(Records from a dataset)
····················

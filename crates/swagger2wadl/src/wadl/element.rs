use std::io::Write;

use quick_xml::{
  Writer,
  events::{BytesEnd, BytesStart, BytesText, Event},
};

/// An owned XML element: name, attributes in insertion order, optional text, children.
#[derive(Debug, Clone, PartialEq, Eq, Default)]
pub struct Element {
  name: String,
  attributes: Vec<(String, String)>,
  text: Option<String>,
  children: Vec<Element>,
}

#[derive(Debug, thiserror::Error)]
pub enum XmlError {
  #[error("failed to write XML: {0}")]
  Write(#[from] std::io::Error),

  #[error("serialized XML is not valid UTF-8: {0}")]
  Utf8(#[from] std::string::FromUtf8Error),
}

impl Element {
  pub fn new(name: impl Into<String>) -> Self {
    Self {
      name: name.into(),
      ..Self::default()
    }
  }

  #[must_use]
  pub fn with_attr(mut self, key: impl Into<String>, value: impl Into<String>) -> Self {
    self.set_attr(key, value);
    self
  }

  #[must_use]
  pub fn with_text(mut self, text: impl Into<String>) -> Self {
    self.text = Some(text.into());
    self
  }

  /// Sets an attribute, replacing the value in place if the key already exists.
  pub fn set_attr(&mut self, key: impl Into<String>, value: impl Into<String>) {
    let key = key.into();
    let value = value.into();
    match self.attributes.iter_mut().find(|(existing, _)| *existing == key) {
      Some((_, slot)) => *slot = value,
      None => self.attributes.push((key, value)),
    }
  }

  pub fn set_text(&mut self, text: impl Into<String>) {
    self.text = Some(text.into());
  }

  /// Appends `child` and returns a mutable reference to it.
  pub fn push(&mut self, child: Element) -> &mut Element {
    self.children.push(child);
    let last = self.children.len() - 1;
    &mut self.children[last]
  }

  pub fn name(&self) -> &str {
    &self.name
  }

  pub fn attr(&self, key: &str) -> Option<&str> {
    self
      .attributes
      .iter()
      .find(|(existing, _)| existing == key)
      .map(|(_, value)| value.as_str())
  }

  pub fn attributes(&self) -> &[(String, String)] {
    &self.attributes
  }

  pub fn text(&self) -> Option<&str> {
    self.text.as_deref()
  }

  pub fn children(&self) -> &[Element] {
    &self.children
  }

  pub fn children_named<'a>(&'a self, name: &'a str) -> impl Iterator<Item = &'a Element> + 'a {
    self.children.iter().filter(move |child| child.name == name)
  }

  pub fn child(&self, name: &str) -> Option<&Element> {
    self.children.iter().find(|child| child.name == name)
  }

  /// Serializes the element. No XML declaration is written.
  pub fn to_xml_string(&self, pretty: bool) -> Result<String, XmlError> {
    let mut buffer = Vec::new();
    if pretty {
      let mut writer = Writer::new_with_indent(&mut buffer, b' ', 2);
      self.write_to(&mut writer)?;
    } else {
      let mut writer = Writer::new(&mut buffer);
      self.write_to(&mut writer)?;
    }
    Ok(String::from_utf8(buffer)?)
  }

  fn write_to<W: Write>(&self, writer: &mut Writer<W>) -> std::io::Result<()> {
    let mut start = BytesStart::new(self.name.as_str());
    for (key, value) in &self.attributes {
      start.push_attribute((key.as_str(), value.as_str()));
    }

    if self.text.is_none() && self.children.is_empty() {
      return writer.write_event(Event::Empty(start));
    }

    writer.write_event(Event::Start(start))?;
    if let Some(text) = &self.text {
      writer.write_event(Event::Text(BytesText::new(text)))?;
    }
    for child in &self.children {
      child.write_to(writer)?;
    }
    writer.write_event(Event::End(BytesEnd::new(self.name.as_str())))
  }
}
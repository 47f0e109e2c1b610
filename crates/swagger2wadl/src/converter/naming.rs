/// Converts an underscore-separated name to camel case.
///
/// The first word is kept as-is; every later word gets an uppercase first letter
/// and a lowercase remainder. `first_name_field` becomes `firstNameField`.
pub(crate) fn camel_case(value: &str) -> String {
  let mut words = value.split('_');
  let mut result = String::with_capacity(value.len());

  if let Some(first) = words.next() {
    result.push_str(first);
  }

  for word in words {
    let mut chars = word.chars();
    if let Some(head) = chars.next() {
      result.extend(head.to_uppercase());
      result.push_str(&chars.as_str().to_lowercase());
    }
  }

  result
}

/// Strips the braces from a `{name}` template token.
pub(crate) fn strip_braces(token: &str) -> String {
  token.chars().filter(|c| *c != '{' && *c != '}').collect()
}

/// The camel-cased name of a `{name}` template token.
pub(crate) fn template_name(token: &str) -> String {
  camel_case(&strip_braces(token))
}
pub mod convert;
pub mod list;

pub use convert::{ConvertConfig, convert};
pub use list::list_resources;
#[derive(Debug, thiserror::Error)]
pub enum SpecError {
  #[error("failed to fetch '{location}': {source}")]
  Fetch {
    location: String,
    #[source]
    source: reqwest::Error,
  },

  #[error("fetching '{location}' returned HTTP {status}")]
  Status {
    location: String,
    status: reqwest::StatusCode,
  },

  #[error("failed to read '{location}': {source}")]
  Read {
    location: String,
    #[source]
    source: Box<dyn std::error::Error + Send + Sync>,
  },

  #[error("malformed Swagger document at {path}: {inner}")]
  Shape { path: String, inner: serde_json::Error },

  #[error("operation '{method} {path}' declares {count} body parameters; at most one is allowed")]
  MultipleBodies { method: String, path: String, count: usize },
}

impl SpecError {
  pub(crate) fn from_path_error(err: serde_path_to_error::Error<serde_json::Error>) -> Self {
    let path = err.path().to_string();
    Self::Shape {
      path,
      inner: err.into_inner(),
    }
  }
}
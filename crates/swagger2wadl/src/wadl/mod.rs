pub mod element;

pub use element::{Element, XmlError};

pub(crate) const WADL_NAMESPACE: &str = "http://wadl.dev.java.net/2009/02";
pub(crate) const XSI_NAMESPACE: &str = "http://www.w3.org/2001/XMLSchema-instance";
pub(crate) const WADL_SCHEMA_LOCATION: &str =
  "http://wadl.dev.java.net/2009/02 http://www.w3.org/Submission/wadl/wadl.xsd";
pub(crate) const JSON_SCHEMA_NAMESPACE: &str = "http://wadl.dev.java.net/2009/02/json-schema";

pub(crate) const JSON_MEDIA_TYPE: &str = "application/json";
pub(crate) const DESCRIBED_BY_ATTR: &str = "json:describedBy";

pub(crate) const APPLICATION: &str = "application";
pub(crate) const DOC: &str = "doc";
pub(crate) const RESOURCES: &str = "resources";
pub(crate) const RESOURCE: &str = "resource";
pub(crate) const METHOD: &str = "method";
pub(crate) const REQUEST: &str = "request";
pub(crate) const RESPONSE: &str = "response";
pub(crate) const PARAM: &str = "param";
pub(crate) const REPRESENTATION: &str = "representation";

/// Namespace declarations attached to the `application` root, in emission order.
pub(crate) const ROOT_NAMESPACES: &[(&str, &str)] = &[
  ("xmlns", WADL_NAMESPACE),
  ("xmlns:xsi", XSI_NAMESPACE),
  ("xsi:schemaLocation", WADL_SCHEMA_LOCATION),
  ("xmlns:json", JSON_SCHEMA_NAMESPACE),
];

/// A `representation` element for a JSON body, optionally linked to a schema.
pub(crate) fn json_representation(described_by: Option<&str>) -> Element {
  let representation = Element::new(REPRESENTATION).with_attr("mediaType", JSON_MEDIA_TYPE);
  match described_by {
    Some(schema) => representation.with_attr(DESCRIBED_BY_ATTR, schema),
    None => representation,
  }
}

pub(crate) fn doc(text: &str) -> Element {
  Element::new(DOC).with_text(text)
}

····················

#### To do
Output the lines above exactly, but only those between the line holding "to camel case." and the line holding "The camel-cased name", inclusive.

#### Output of the exercise
/// Converts an underscore-separated name to camel case.
///
/// The first word is kept as-is; every later word gets an uppercase first letter
/// and a lowercase remainder. `first_name_field` becomes `firstNameField`.
pub(crate) fn camel_case(value: &str) -> String {
  let mut words = value.split('_');
  let mut result = String::with_capacity(value.len());

  if let Some(first) = words.next() {
    result.push_str(first);
  }

  for word in words {
    let mut chars = word.chars();
    if let Some(head) = chars.next() {
      result.extend(head.to_uppercase());
      result.push_str(&chars.as_str().to_lowercase());
    }
  }

  result
}

/// Strips the braces from a `{name}` template token.
pub(crate) fn strip_braces(token: &str) -> String {
  token.chars().filter(|c| *c != '{' && *c != '}').collect()
}

/// The camel-cased name of a `{name}` template token.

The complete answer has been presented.